SpringBoot WebFlux provides the framework where we can create reactive APIs.
What if we need to return a zip file as a response to such an API? lets go through the steps that require to send a zip file as a response from a reactive REST API
1. Create Route
We first need to create a GET route which can be used to request for a zip file.
@Configuration(proxyBeanMethods = false)
class RouterConfiguration {
@Bean
fun route(): RouterFunction<ServerResponse> {
return RouterFunctions
.route(GET("/download").and(accept(MediaType.APPLICATION_OCTET_STREAM))) { ServerResponse.ok().build() }
}
}this configures a GET route called /download which match to the request only if it supports receiving octet stream, by declaring it in its request header.
Route upon invocation will just return 200 OK status with an empty response body.
2. Create Controller Function
We now need an function that can build this zip file, so that can be called from the route invocation and returned as a response.
If we understand properly, zip is a series of bytes, which can represented by a Spring provided flux of DataBuffer.
Therefore it can be defined as this to return that flux of databuffers as a response body for a request.
@Component
class DownloadHandler() {
fun createZip(request: ServerRequest): Mono<ServerResponse> {
return ServerResponse.ok().contentType(MediaType.parseMediaType("application/zip"))
.body(BodyInserters.fromDataBuffers(Flux.empty()))
}
}The method accepts a ServerRequest and builds ServerResponse for empty list of bytes with content-type as zip.
Above created controller method can now invoked from the route configuration for request handling.
With above change, altered route configuration method will look as this.
@Bean
fun route(downloadHandler: DownloadHandler): RouterFunction<ServerResponse> {
return RouterFunctions
.route(GET("/download").and(accept(MediaType.APPLICATION_OCTET_STREAM))) { downloadHandler.createZip(it) }
}3. Generate Zip Content
The last step that is remaining is building a zip file from list of files.

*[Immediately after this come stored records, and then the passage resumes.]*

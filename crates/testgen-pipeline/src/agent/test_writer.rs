use serde::{Deserialize, Serialize};
use testgen_core::{PipelineError, SourceLanguage};

use super::{CodeFile, extract_json, last_fenced_block, render_code_files, strip_think_blocks, unwrap_code_fence};
use crate::llm::{LlmClient, LlmMessage, LlmRequest};

#[derive(Debug, Clone, Serialize, Deserialize)]
pub struct TestCodeInput {
    pub code_files: Vec<CodeFile>,
    pub test_case_summary: String,
    pub class_name: String,
    pub language: SourceLanguage,
}

#[derive(Debug, Clone, PartialEq, Eq, Serialize, Deserialize)]
pub struct TestCodeOutput {
    #[serde(alias = "testCode")]
    pub test_code: String,
}

impl TestCodeOutput {
    pub fn validate(&self) -> Result<(), PipelineError> {
        if self.test_code.trim().is_empty() {
            return Err(PipelineError::Generation("model returned empty test code".into()));
        }
        Ok(())
    }
}

fn system_prompt(language: SourceLanguage) -> String {
    format!(
        r#"You are a {framework} test code generator for {language} projects. Given source files, a class name and a test case summary, write a complete test file for that class which verifies the described test case.

The test file must compile as-is: include every import, a test class or suite named after the class under test, and no placeholders.

Output ONLY valid JSON in this exact format:
{{
  "test_code": "full contents of the test file"
}}

Do not include any text outside the JSON object. Do not wrap the code in markdown fences."#,
        framework = language.test_framework(),
    )
}

/// Writes test code for one chosen test case summary.
pub struct TestWriterAgent<'a> {
    llm: &'a dyn LlmClient,
    max_tokens: u32,
}

impl<'a> TestWriterAgent<'a> {
    pub fn new(llm: &'a dyn LlmClient) -> Self {
        Self {
            llm,
            max_tokens: 4096,
        }
    }

    pub fn with_max_tokens(llm: &'a dyn LlmClient, max_tokens: u32) -> Self {
        Self { llm, max_tokens }
    }

    fn request(&self, input: &TestCodeInput) -> LlmRequest {
        let content = format!(
            "Code files:\n\n{files}\nClass name:\n{class}\n\nTest case summary:\n{summary}\n",
            files = render_code_files(&input.code_files),
            class = input.class_name,
            summary = input.test_case_summary,
        );
        LlmRequest {
            system_prompt: system_prompt(input.language),
            messages: vec![LlmMessage::user(content)],
            max_tokens: self.max_tokens,
            json_output: true,
        }
    }

    pub async fn write(&self, input: &TestCodeInput) -> Result<TestCodeOutput, PipelineError> {
        let response = self.llm.chat(&self.request(input)).await?;
        let output = parse_test_code(&response.content, input.language)?;
        output.validate()?;
        Ok(output)
    }
}

fn parse_test_code(raw: &str, language: SourceLanguage) -> Result<TestCodeOutput, PipelineError> {
    if let Some(output) = extract_json::<TestCodeOutput>(raw) {
        return Ok(TestCodeOutput {
            test_code: unwrap_code_fence(&output.test_code).to_string(),
        });
    }

    // Plain fenced code instead of the JSON envelope.
    let cleaned = strip_think_blocks(raw);
    if let Some(code) = last_fenced_block(&cleaned, |body| !body.is_empty()) {
        tracing::warn!(%language, "Model reply was not JSON, using fenced code block");
        return Ok(TestCodeOutput {
            test_code: code.to_string(),
        });
    }

    Err(PipelineError::Generation(format!(
        "model reply does not contain test code: {}",
        raw.chars().take(200).collect::<String>()
    )))
}

#[cfg(test)]
mod tests {
    use super::*;
    use crate::llm::StubLlmClient;

    fn input() -> TestCodeInput {
        TestCodeInput {
            code_files: vec![CodeFile::new(
                "src/main/java/Calculator.java",
                "public class Calculator { int add(int a, int b) { return a + b; } }",
            )],
            test_case_summary: "adds two positive numbers".into(),
            class_name: "Calculator".into(),
            language: SourceLanguage::Java,
        }
    }

    #[tokio::test]
    async fn writes_code_from_json_reply() {
        let reply = serde_json::json!({
            "test_code": "import org.junit.jupiter.api.Test;\nclass CalculatorTest {}"
        });
        let client = StubLlmClient::constant(&reply.to_string());
        let output = TestWriterAgent::new(&client).write(&input()).await.unwrap();
        assert!(output.test_code.starts_with("import org.junit"));
    }

    #[tokio::test]
    async fn prompt_names_framework_class_and_summary() {
        let client = StubLlmClient::constant(r#"{"test_code": "class CalculatorTest {}"}"#);
        TestWriterAgent::new(&client).write(&input()).await.unwrap();

        let request = &client.requests()[0];
        assert!(request.system_prompt.contains("JUnit 5"));
        let user = &request.messages[0].content;
        assert!(user.contains("Calculator.java"));
        assert!(user.contains("Class name:\nCalculator"));
        assert!(user.contains("adds two positive numbers"));
    }

    #[tokio::test]
    async fn strips_fence_inside_json_field() {
        let reply = serde_json::json!({ "test_code": "```java\nclass CalculatorTest {}\n```" });
        let client = StubLlmClient::constant(&reply.to_string());
        let output = TestWriterAgent::new(&client).write(&input()).await.unwrap();
        assert_eq!(output.test_code, "class CalculatorTest {}");
    }

    #[tokio::test]
    async fn falls_back_to_fenced_code() {
        let client =
            StubLlmClient::constant("Here you go:\n```java\nclass CalculatorTest {}\n```\n");
        let output = TestWriterAgent::new(&client).write(&input()).await.unwrap();
        assert_eq!(output.test_code, "class CalculatorTest {}");
    }

    #[tokio::test]
    async fn empty_code_is_generation_error() {
        let client = StubLlmClient::constant(r#"{"test_code": "   "}"#);
        let err = TestWriterAgent::new(&client).write(&input()).await.unwrap_err();
        assert!(matches!(err, PipelineError::Generation(_)));
    }

    #[tokio::test]
    async fn prose_only_is_generation_error() {
        let client = StubLlmClient::constant("Sorry, I cannot help with that.");
        let err = TestWriterAgent::new(&client).write(&input()).await.unwrap_err();
        assert!(matches!(err, PipelineError::Generation(_)));
    }

    #[tokio::test]
    async fn model_failure_propagates() {
        let client = StubLlmClient::failing("503 from model service");
        let err = TestWriterAgent::new(&client).write(&input()).await.unwrap_err();
        assert!(err.to_string().contains("503"));
    }
}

Lets assume we have two files /one/first.txt and /two/second.txt, then the Zip content can be build and streamed as DataBuffer.

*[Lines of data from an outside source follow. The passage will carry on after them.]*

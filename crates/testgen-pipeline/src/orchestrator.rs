use std::future::Future;
use std::sync::Arc;
use std::time::Instant;

use testgen_core::{
    Credential, FileEntry, GeneratedArtifact, GenerationRequest, PipelineError, PipelineSnapshot,
    PipelineState, PublishOutcome, PublishRequest, RepositoryRef, SourceLanguage, StageInputs,
    StageKind, StageTicket, TestSummary,
};
use tokio::sync::Mutex;
use uuid::Uuid;

use crate::llm::LlmClient;
use crate::metrics::{MetricsSnapshot, PipelineMetrics};
use crate::provider::RepositoryProvider;
use crate::publish::{DEFAULT_BRANCH_PREFIX, DEFAULT_PR_BODY, PublishContext, Publisher};
use crate::stages::{CodeGenerator, FileLister, GeneratedCode, SummaryGenerator};

/// Tunables for one orchestrator. Built from `[llm]` and `[pipeline]` config.
#[derive(Debug, Clone)]
pub struct OrchestratorSettings {
    pub summary_count: usize,
    pub max_tokens: u32,
    pub language: Option<SourceLanguage>,
    pub branch_prefix: String,
    pub pr_body: String,
}

impl Default for OrchestratorSettings {
    fn default() -> Self {
        Self {
            summary_count: 5,
            max_tokens: 4096,
            language: None,
            branch_prefix: DEFAULT_BRANCH_PREFIX.into(),
            pr_body: DEFAULT_PR_BODY.into(),
        }
    }
}

/// Drives one pipeline session: list files, summarize, generate, publish.
///
/// Every stage follows the same shape. Under the state lock the stage is
/// gated and its inputs captured (`*Loading` entered); the lock is released
/// for the remote calls; it is taken again to record success or failure.
/// A second stage invoked while one is loading is refused with
/// `PreconditionError` instead of being queued.
pub struct Orchestrator {
    session_id: Uuid,
    lister: FileLister,
    summaries: SummaryGenerator,
    code: CodeGenerator,
    publisher: Publisher,
    metrics: Arc<PipelineMetrics>,
    state: Mutex<PipelineState>,
}

impl Orchestrator {
    pub fn new(
        provider: Arc<dyn RepositoryProvider>,
        llm: Arc<dyn LlmClient>,
        settings: OrchestratorSettings,
    ) -> Self {
        Self {
            session_id: Uuid::new_v4(),
            lister: FileLister::new(Arc::clone(&provider)),
            summaries: SummaryGenerator::new(
                Arc::clone(&provider),
                Arc::clone(&llm),
                settings.summary_count,
                settings.max_tokens,
            ),
            code: CodeGenerator::new(
                Arc::clone(&provider),
                llm,
                settings.language,
                settings.max_tokens,
            ),
            publisher: Publisher::new(provider)
                .with_branch_prefix(settings.branch_prefix)
                .with_pr_body(settings.pr_body),
            metrics: Arc::new(PipelineMetrics::new()),
            state: Mutex::new(PipelineState::new()),
        }
    }

    pub fn with_metrics(mut self, metrics: Arc<PipelineMetrics>) -> Self {
        self.metrics = metrics;
        self
    }

    pub fn session_id(&self) -> Uuid {
        self.session_id
    }

    pub fn metrics(&self) -> MetricsSnapshot {
        self.metrics.snapshot()
    }

    // ── Stages ───────────────────────────────────────────────────────────────

    /// Connect `repo` with `token` and list its source files.
    pub async fn load_files(&self, repo: &str, token: &str) -> Result<Vec<FileEntry>, PipelineError> {
        self.run_stage(
            StageKind::ListFiles,
            |state| {
                state.ensure_can_start(StageKind::ListFiles)?;
                let repo = RepositoryRef::parse(repo)?;
                let credential = Credential::new(token)?;
                state.begin_listing(repo, credential)
            },
            |inputs| async move {
                self.lister
                    .list_source_files(&inputs.repo, &inputs.credential)
                    .await
            },
            |state, ticket, files: Vec<FileEntry>| {
                state.complete_listing(ticket, files.clone())?;
                Ok(files)
            },
        )
        .await
    }

    pub async fn generate_summaries(&self) -> Result<Vec<TestSummary>, PipelineError> {
        self.run_stage(
            StageKind::Summaries,
            PipelineState::begin_summaries,
            |inputs| async move {
                self.summaries
                    .generate(&inputs.repo, &inputs.credential, &inputs.payload)
                    .await
            },
            |state, ticket, summaries: Vec<TestSummary>| {
                state.complete_summaries(ticket, summaries.clone())?;
                Ok(summaries)
            },
        )
        .await
    }

    /// Generate code from the session's selection, chosen summary and class name.
    pub async fn generate_code(&self) -> Result<GeneratedArtifact, PipelineError> {
        self.run_stage(
            StageKind::Code,
            |state| {
                let request = state.generation_request();
                self.begin_code(state, request)
            },
            |inputs| self.code_work(inputs),
            complete_code,
        )
        .await
    }

    /// Generate code for an explicit request instead of the session inputs.
    pub async fn generate_code_with(
        &self,
        request: GenerationRequest,
    ) -> Result<GeneratedArtifact, PipelineError> {
        self.run_stage(
            StageKind::Code,
            |state| self.begin_code(state, request),
            |inputs| self.code_work(inputs),
            complete_code,
        )
        .await
    }

    /// Check the request and resolve the target language before the stage
    /// starts, so bad input leaves the session where it was.
    fn begin_code(
        &self,
        state: &mut PipelineState,
        request: GenerationRequest,
    ) -> Result<StageInputs<(GenerationRequest, SourceLanguage)>, PipelineError> {
        state.check_code_request(&request)?;
        let language = self.code.target_language(&request.context_files)?;
        let inputs = state.begin_code(request)?;
        Ok(StageInputs {
            ticket: inputs.ticket,
            repo: inputs.repo,
            credential: inputs.credential,
            payload: (inputs.payload, language),
        })
    }

    async fn code_work(
        &self,
        inputs: StageInputs<(GenerationRequest, SourceLanguage)>,
    ) -> Result<GeneratedCode, PipelineError> {
        let (request, language) = &inputs.payload;
        self.code
            .generate(&inputs.repo, &inputs.credential, request, *language)
            .await
    }

    /// Commit the generated code to a new branch and open a pull request.
    /// `None` uses the default commit message for the class.
    pub async fn publish(
        &self,
        commit_message: Option<String>,
    ) -> Result<PublishOutcome, PipelineError> {
        self.run_stage(
            StageKind::Publish,
            |state| {
                let inputs = state.begin_publish(commit_message)?;
                let context = PublishContext {
                    class_name: state.class_name().to_string(),
                    summary: state.chosen_summary().unwrap_or_default().to_string(),
                };
                Ok(StageInputs {
                    ticket: inputs.ticket,
                    repo: inputs.repo,
                    credential: inputs.credential,
                    payload: (inputs.payload, context),
                })
            },
            |inputs: StageInputs<(PublishRequest, PublishContext)>| async move {
                let (request, context) = &inputs.payload;
                self.publisher
                    .publish(&inputs.repo, &inputs.credential, request, context)
                    .await
            },
            |state, ticket, outcome: PublishOutcome| {
                state.complete_publish(ticket, outcome.clone())?;
                Ok(outcome)
            },
        )
        .await
    }

    async fn run_stage<P, T, R, Fut>(
        &self,
        kind: StageKind,
        begin: impl FnOnce(&mut PipelineState) -> Result<StageInputs<P>, PipelineError>,
        work: impl FnOnce(StageInputs<P>) -> Fut,
        complete: impl FnOnce(&mut PipelineState, StageTicket, T) -> Result<R, PipelineError>,
    ) -> Result<R, PipelineError>
    where
        Fut: Future<Output = Result<T, PipelineError>>,
    {
        let inputs = {
            let mut state = self.state.lock().await;
            match begin(&mut *state) {
                Ok(inputs) => inputs,
                Err(err) => {
                    self.metrics.record_rejected();
                    tracing::warn!(
                        session = %self.session_id,
                        stage = %kind,
                        current = %state.stage(),
                        kind = %err.kind(),
                        error = %err,
                        "Stage rejected"
                    );
                    return Err(err);
                }
            }
        };

        let ticket = inputs.ticket;
        self.metrics.record_stage_started(kind);
        tracing::info!(session = %self.session_id, stage = %kind, repo = %inputs.repo, "Stage started");

        let started = Instant::now();
        let result = work(inputs).await;
        let elapsed_ms = started.elapsed().as_millis() as u64;

        let mut state = self.state.lock().await;
        match result {
            Ok(value) => {
                let output = complete(&mut *state, ticket, value).inspect_err(|err| {
                    tracing::warn!(session = %self.session_id, stage = %kind, error = %err, "Stage result discarded");
                })?;
                self.metrics.record_stage_succeeded(kind, elapsed_ms);
                tracing::info!(
                    session = %self.session_id,
                    stage = %kind,
                    to = %kind.loaded_stage(),
                    elapsed_ms,
                    "Stage succeeded"
                );
                Ok(output)
            }
            Err(err) => {
                self.metrics.record_stage_failed(kind);
                if err.orphaned_branch().is_some() {
                    self.metrics.record_orphaned_branch();
                }
                if let Err(stale) = state.fail(ticket, &err) {
                    tracing::debug!(session = %self.session_id, stage = %kind, reason = %stale, "Failure not recorded");
                }
                tracing::warn!(
                    session = %self.session_id,
                    stage = %kind,
                    kind = %err.kind(),
                    error = %err,
                    elapsed_ms,
                    "Stage failed"
                );
                Err(err)
            }
        }
    }

    // ── Session inputs ───────────────────────────────────────────────────────

    async fn input<R>(
        &self,
        command: &str,
        f: impl FnOnce(&mut PipelineState) -> Result<R, PipelineError>,
    ) -> Result<R, PipelineError> {
        let mut state = self.state.lock().await;
        f(&mut *state).inspect_err(|err| {
            self.metrics.record_rejected();
            tracing::debug!(session = %self.session_id, command, error = %err, "Input rejected");
        })
    }

    pub async fn select_file(&self, path: &str) -> Result<(), PipelineError> {
        self.input("select_file", |s| s.select_file(path)).await
    }

    pub async fn deselect_file(&self, path: &str) -> Result<(), PipelineError> {
        self.input("deselect_file", |s| s.deselect_file(path)).await
    }

    pub async fn set_selection<I, S>(&self, paths: I) -> Result<(), PipelineError>
    where
        I: IntoIterator<Item = S>,
        S: Into<String>,
    {
        self.input("set_selection", |s| s.set_selection(paths)).await
    }

    pub async fn choose_summary(&self, summary: &str) -> Result<(), PipelineError> {
        self.input("choose_summary", |s| s.choose_summary(summary)).await
    }

    pub async fn set_class_name(&self, class_name: &str) -> Result<(), PipelineError> {
        self.input("set_class_name", |s| s.set_class_name(class_name)).await
    }

    pub async fn set_filename(&self, filename: &str) -> Result<(), PipelineError> {
        self.input("set_filename", |s| s.set_filename(filename)).await
    }

    // ── Recovery and inspection ──────────────────────────────────────────────

    /// Discard the session and return to `Initial`. Refused with
    /// `PreconditionError` while a stage is in flight.
    pub async fn reset(&self) -> Result<(), PipelineError> {
        self.input("reset", PipelineState::reset).await?;
        tracing::info!(session = %self.session_id, "Session reset");
        Ok(())
    }

    /// Leave `Error` for `FilesLoaded`, keeping the listed files and selection.
    pub async fn resume_from_files(&self) -> Result<(), PipelineError> {
        self.input("resume_from_files", PipelineState::resume_from_files)
            .await?;
        tracing::info!(session = %self.session_id, "Resumed from listed files");
        Ok(())
    }

    pub async fn snapshot(&self) -> PipelineSnapshot {
        self.state.lock().await.snapshot()
    }
}

fn complete_code(
    state: &mut PipelineState,
    ticket: StageTicket,
    code: GeneratedCode,
) -> Result<GeneratedArtifact, PipelineError> {
    state.complete_code(ticket, code.source_text, code.language)
}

private fun createZipDataBuffer(dataBufferFactory: DataBufferFactory): Flux<DataBuffer> {
val paths = listOf(Path("/one/first.txt"), Path("/two/second.txt"))
// Create a data buffer of 5 kibibytes
val dataBuffer = dataBufferFactory.allocateBuffer(1024 * 5) // 5 kibibyte
// Create a zip output stream using the data buffer as the output stream
val zipOutputStream = ZipOutputStream(dataBuffer.asOutputStream())
return Flux.create { emitter ->
try {
zipOutputStream.use {
paths.forEach { path ->
zipOutputStream.putNextEntry(ZipEntry(path.subpath(0, path.nameCount - 1).toString()))
Files.copy(path, zipOutputStream)
zipOutputStream.closeEntry()
}
zipOutputStream.finish()
emitter.next(dataBuffer)
emitter.complete()
}
} catch (e: Exception) {
emitter.error(e)
}
}
}Method requires DataBufferFactory to create the DataBuffer sized with 5 kibibyte. and the factory from the request should be used for it.
To represent a zip file,ZipOutputStream is created and the generated data buffer used as its output stream and upon completion, the generated data buffer emitted from the flux, so it can be used to create the response.
With that this method can now invoked from DonloadHandler createZip method like this.
fun createZip(request: ServerRequest): Mono<ServerResponse> {
return ServerResponse.ok().contentType(MediaType.parseMediaType("application/zip"))
.body(BodyInserters.fromDataBuffers(
// use the bufferFactory from the request
createZipDataBuffer(request.exchange().response.bufferFactory()))
)
}With all that, when a GET request is invoked to the /download url, then a zip file, with both files, will be send as a response.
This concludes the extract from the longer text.